Input data START

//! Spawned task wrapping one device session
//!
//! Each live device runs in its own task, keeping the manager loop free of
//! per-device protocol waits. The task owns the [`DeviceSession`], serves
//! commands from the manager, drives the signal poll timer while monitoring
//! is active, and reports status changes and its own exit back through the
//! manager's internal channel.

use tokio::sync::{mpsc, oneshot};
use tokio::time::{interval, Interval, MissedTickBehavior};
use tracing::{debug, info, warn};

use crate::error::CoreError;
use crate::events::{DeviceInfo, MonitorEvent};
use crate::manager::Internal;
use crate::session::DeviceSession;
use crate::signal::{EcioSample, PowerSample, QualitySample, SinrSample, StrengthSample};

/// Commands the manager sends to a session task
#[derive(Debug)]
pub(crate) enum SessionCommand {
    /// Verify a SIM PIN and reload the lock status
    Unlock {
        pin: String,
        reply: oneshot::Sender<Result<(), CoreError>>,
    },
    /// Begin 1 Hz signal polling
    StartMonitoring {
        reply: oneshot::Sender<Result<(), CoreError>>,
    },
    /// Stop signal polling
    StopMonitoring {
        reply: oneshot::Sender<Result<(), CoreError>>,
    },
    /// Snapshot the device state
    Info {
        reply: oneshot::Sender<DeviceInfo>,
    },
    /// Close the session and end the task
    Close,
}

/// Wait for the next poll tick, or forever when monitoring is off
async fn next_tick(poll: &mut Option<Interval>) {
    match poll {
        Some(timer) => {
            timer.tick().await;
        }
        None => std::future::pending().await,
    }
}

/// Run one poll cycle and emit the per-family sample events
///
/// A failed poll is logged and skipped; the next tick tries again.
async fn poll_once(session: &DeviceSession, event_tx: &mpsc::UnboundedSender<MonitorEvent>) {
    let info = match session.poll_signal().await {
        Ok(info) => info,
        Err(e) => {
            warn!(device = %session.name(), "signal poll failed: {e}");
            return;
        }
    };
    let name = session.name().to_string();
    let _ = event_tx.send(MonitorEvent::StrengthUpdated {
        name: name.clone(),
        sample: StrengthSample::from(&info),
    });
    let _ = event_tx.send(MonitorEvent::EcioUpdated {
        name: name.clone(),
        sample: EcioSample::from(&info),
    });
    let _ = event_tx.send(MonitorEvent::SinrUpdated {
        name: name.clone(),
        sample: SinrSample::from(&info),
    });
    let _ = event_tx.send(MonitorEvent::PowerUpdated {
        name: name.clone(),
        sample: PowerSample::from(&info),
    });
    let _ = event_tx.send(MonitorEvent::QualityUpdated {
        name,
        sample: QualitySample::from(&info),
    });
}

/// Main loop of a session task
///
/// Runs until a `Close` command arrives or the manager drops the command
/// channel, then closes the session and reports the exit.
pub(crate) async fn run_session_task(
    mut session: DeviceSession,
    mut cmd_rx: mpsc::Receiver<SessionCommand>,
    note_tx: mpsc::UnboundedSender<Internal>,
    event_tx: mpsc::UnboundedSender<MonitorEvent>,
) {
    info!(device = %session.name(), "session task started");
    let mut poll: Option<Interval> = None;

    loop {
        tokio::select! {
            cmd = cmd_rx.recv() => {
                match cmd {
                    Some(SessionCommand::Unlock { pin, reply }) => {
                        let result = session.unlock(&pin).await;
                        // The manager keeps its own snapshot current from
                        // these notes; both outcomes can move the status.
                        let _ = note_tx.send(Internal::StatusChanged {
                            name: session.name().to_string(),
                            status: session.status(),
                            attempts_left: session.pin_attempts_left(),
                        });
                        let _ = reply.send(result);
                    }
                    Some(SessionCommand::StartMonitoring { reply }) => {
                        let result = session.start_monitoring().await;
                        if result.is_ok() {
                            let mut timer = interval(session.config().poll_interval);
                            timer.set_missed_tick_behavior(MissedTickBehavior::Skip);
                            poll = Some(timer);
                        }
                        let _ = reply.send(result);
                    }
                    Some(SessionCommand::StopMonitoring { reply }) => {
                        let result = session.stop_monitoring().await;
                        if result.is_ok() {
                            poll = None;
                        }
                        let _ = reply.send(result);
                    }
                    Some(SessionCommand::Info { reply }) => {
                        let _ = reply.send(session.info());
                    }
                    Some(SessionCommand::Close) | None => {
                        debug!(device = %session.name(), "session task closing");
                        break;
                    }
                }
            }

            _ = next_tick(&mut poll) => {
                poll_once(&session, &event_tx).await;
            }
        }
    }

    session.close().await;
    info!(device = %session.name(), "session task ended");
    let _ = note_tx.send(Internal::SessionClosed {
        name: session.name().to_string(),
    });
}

Input data END

Please return a copy of each line in the entries that has the string "events".

◆ Result of this exercise
use crate::events::{DeviceInfo, MonitorEvent};
/// Run one poll cycle and emit the per-family sample events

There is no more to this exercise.